(Beginning of RECORDS SUPPLIED)

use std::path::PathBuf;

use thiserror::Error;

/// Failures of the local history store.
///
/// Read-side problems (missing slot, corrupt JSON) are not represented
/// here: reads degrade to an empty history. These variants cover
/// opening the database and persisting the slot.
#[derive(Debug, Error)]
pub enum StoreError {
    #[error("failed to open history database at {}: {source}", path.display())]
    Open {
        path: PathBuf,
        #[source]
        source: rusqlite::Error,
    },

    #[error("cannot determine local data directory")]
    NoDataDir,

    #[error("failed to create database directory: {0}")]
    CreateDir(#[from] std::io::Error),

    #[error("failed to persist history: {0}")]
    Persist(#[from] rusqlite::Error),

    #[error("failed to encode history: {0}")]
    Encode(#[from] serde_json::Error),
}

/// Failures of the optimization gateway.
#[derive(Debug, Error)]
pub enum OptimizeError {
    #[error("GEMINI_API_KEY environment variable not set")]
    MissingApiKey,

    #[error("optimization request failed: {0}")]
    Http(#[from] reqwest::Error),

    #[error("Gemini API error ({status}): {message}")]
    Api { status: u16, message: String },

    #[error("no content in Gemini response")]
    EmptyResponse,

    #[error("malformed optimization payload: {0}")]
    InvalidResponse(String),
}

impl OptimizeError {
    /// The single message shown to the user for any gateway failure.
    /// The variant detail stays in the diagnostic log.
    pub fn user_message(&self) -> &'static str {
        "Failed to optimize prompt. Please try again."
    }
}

(End of RECORDS SUPPLIED)

=== TASK DIRECTIONS ===
The answer must consist of all the entries, copied exactly.

=== FINISHED TASK ===
use std::path::PathBuf;

use thiserror::Error;

/// Failures of the local history store.
///
/// Read-side problems (missing slot, corrupt JSON) are not represented
/// here: reads degrade to an empty history. These variants cover
/// opening the database and persisting the slot.
#[derive(Debug, Error)]
pub enum StoreError {
    #[error("failed to open history database at {}: {source}", path.display())]
    Open {
        path: PathBuf,
        #[source]
        source: rusqlite::Error,
    },

    #[error("cannot determine local data directory")]
    NoDataDir,

    #[error("failed to create database directory: {0}")]
    CreateDir(#[from] std::io::Error),

    #[error("failed to persist history: {0}")]
    Persist(#[from] rusqlite::Error),

    #[error("failed to encode history: {0}")]
    Encode(#[from] serde_json::Error),
}

/// Failures of the optimization gateway.
#[derive(Debug, Error)]
pub enum OptimizeError {
    #[error("GEMINI_API_KEY environment variable not set")]
    MissingApiKey,

    #[error("optimization request failed: {0}")]
    Http(#[from] reqwest::Error),

    #[error("Gemini API error ({status}): {message}")]
    Api { status: u16, message: String },

    #[error("no content in Gemini response")]
    EmptyResponse,

    #[error("malformed optimization payload: {0}")]
    InvalidResponse(String),
}

impl OptimizeError {
    /// The single message shown to the user for any gateway failure.
    /// The variant detail stays in the diagnostic log.
    pub fn user_message(&self) -> &'static str {
        "Failed to optimize prompt. Please try again."
    }
}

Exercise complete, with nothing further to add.